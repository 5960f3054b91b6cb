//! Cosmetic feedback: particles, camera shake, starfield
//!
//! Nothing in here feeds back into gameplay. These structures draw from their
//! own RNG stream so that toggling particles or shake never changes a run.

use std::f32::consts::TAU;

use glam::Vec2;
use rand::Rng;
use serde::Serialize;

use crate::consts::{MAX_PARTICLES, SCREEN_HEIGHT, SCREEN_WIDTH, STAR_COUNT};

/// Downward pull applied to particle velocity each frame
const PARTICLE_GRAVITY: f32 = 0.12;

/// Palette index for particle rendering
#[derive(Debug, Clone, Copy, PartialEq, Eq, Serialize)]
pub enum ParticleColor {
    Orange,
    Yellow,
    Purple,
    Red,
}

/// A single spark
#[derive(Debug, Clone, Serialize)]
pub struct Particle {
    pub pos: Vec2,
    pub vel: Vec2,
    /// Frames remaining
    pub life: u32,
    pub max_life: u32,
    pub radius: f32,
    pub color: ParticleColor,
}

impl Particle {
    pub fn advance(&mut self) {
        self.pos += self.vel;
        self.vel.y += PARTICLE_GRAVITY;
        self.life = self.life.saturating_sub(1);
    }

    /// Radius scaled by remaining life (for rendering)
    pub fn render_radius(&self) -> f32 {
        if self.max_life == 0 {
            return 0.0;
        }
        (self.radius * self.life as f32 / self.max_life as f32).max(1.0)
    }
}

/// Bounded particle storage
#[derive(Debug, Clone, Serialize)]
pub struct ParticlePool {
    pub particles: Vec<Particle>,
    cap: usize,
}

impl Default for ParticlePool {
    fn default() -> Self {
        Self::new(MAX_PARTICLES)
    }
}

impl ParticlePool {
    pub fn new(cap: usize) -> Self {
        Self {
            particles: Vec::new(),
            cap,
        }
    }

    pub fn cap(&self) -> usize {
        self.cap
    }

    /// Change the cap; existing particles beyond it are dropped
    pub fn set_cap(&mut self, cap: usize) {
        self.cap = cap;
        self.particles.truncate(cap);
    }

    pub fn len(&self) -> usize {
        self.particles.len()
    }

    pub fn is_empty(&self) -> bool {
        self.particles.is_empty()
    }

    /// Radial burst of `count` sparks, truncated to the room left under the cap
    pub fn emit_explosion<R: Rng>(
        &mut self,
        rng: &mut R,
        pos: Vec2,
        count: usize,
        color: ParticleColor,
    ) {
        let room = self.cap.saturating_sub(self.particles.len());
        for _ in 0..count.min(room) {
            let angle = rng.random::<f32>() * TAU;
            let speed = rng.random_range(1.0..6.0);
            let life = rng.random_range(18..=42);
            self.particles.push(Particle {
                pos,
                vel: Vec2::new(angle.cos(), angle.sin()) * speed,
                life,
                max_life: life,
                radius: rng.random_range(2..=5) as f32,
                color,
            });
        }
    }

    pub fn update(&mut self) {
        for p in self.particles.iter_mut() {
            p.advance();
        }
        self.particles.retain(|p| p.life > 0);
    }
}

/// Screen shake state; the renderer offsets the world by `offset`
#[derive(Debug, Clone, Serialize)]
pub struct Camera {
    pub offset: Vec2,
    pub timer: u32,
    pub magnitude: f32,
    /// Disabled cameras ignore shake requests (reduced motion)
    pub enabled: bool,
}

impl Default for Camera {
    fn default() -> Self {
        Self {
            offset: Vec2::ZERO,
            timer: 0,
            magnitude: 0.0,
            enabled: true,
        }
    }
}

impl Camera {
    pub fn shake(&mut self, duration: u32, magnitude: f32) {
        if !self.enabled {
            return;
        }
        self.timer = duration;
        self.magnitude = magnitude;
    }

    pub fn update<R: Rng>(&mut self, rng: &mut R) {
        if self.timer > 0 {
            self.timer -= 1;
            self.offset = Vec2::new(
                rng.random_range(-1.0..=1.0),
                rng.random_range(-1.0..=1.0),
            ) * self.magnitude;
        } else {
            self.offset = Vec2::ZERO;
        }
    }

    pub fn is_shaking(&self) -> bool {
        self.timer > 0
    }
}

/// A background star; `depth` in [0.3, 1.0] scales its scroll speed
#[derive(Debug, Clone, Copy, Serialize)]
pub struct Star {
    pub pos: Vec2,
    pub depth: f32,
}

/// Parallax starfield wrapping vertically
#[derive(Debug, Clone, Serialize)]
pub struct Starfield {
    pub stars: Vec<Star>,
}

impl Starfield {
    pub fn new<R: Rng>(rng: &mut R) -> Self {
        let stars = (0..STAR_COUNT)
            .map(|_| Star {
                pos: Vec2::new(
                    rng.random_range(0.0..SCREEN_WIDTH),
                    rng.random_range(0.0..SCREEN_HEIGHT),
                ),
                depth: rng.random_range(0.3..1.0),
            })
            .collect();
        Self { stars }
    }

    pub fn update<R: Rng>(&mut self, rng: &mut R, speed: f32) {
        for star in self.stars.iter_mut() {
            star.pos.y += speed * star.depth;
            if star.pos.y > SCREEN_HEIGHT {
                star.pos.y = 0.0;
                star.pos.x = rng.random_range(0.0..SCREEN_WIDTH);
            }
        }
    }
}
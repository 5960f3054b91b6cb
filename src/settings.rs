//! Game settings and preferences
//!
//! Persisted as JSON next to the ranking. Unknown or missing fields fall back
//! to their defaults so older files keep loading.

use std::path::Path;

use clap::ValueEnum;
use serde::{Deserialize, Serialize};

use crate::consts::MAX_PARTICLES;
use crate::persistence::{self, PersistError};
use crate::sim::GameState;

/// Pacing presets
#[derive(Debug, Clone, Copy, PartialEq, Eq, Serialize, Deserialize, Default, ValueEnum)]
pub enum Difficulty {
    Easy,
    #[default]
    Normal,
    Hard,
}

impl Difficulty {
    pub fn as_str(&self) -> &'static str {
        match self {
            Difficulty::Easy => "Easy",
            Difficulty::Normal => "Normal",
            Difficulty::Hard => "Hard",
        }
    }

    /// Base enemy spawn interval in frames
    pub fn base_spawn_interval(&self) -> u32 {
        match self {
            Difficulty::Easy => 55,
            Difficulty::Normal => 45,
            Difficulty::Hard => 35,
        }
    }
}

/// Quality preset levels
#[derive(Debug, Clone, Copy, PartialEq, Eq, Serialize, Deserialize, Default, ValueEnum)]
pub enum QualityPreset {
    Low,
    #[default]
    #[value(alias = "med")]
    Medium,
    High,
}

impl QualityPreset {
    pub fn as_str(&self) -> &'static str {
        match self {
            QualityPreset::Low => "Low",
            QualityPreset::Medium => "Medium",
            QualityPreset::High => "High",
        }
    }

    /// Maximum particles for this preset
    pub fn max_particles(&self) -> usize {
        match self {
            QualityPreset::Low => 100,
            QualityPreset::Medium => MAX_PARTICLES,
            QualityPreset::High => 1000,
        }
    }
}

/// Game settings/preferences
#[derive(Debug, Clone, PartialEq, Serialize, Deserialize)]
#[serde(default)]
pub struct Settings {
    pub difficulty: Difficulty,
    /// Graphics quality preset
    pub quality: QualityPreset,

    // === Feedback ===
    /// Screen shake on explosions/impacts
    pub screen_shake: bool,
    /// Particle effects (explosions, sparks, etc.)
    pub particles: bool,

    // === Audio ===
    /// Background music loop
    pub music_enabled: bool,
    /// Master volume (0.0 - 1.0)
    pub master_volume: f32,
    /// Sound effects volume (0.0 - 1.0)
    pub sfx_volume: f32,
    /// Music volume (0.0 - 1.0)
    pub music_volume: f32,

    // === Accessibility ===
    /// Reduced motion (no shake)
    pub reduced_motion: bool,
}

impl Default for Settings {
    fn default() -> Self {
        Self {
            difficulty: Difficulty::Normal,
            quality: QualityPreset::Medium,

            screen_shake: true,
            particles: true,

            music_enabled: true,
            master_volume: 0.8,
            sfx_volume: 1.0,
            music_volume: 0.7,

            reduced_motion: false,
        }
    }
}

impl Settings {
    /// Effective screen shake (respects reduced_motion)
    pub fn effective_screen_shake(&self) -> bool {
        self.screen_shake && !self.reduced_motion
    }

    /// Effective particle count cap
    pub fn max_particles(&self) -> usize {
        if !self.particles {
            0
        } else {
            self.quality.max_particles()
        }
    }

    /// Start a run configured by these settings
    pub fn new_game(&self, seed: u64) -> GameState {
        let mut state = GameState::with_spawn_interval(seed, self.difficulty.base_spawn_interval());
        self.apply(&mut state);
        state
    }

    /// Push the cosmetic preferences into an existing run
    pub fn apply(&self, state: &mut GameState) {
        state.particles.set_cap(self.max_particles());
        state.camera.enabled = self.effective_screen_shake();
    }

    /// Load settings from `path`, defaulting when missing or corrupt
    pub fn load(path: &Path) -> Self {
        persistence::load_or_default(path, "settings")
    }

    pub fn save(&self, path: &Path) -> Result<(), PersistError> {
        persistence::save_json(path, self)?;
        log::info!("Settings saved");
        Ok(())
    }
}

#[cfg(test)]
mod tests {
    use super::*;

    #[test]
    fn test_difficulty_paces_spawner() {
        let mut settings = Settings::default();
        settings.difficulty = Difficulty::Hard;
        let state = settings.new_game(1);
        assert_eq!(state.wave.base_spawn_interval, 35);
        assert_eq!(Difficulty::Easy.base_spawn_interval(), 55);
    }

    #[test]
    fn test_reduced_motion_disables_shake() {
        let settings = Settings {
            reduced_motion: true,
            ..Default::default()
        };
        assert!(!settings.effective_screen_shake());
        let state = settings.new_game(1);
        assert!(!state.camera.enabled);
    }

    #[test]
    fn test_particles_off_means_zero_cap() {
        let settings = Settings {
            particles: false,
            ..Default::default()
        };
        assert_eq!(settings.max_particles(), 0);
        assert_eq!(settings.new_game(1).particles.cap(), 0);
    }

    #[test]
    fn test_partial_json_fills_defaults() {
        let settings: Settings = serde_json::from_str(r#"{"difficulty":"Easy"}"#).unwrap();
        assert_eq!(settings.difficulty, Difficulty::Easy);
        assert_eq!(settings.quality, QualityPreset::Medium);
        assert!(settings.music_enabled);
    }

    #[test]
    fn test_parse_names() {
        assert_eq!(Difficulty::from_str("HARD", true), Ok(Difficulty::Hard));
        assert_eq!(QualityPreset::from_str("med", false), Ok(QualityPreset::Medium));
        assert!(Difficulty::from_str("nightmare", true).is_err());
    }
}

------------------------------

-- Exercise goal --
Reproduce each line from the data that has "depth" in it.

-- Task solution --
/// A background star; `depth` in [0.3, 1.0] scales its scroll speed
    pub depth: f32,
                depth: rng.random_range(0.3..1.0),
            star.pos.y += speed * star.depth;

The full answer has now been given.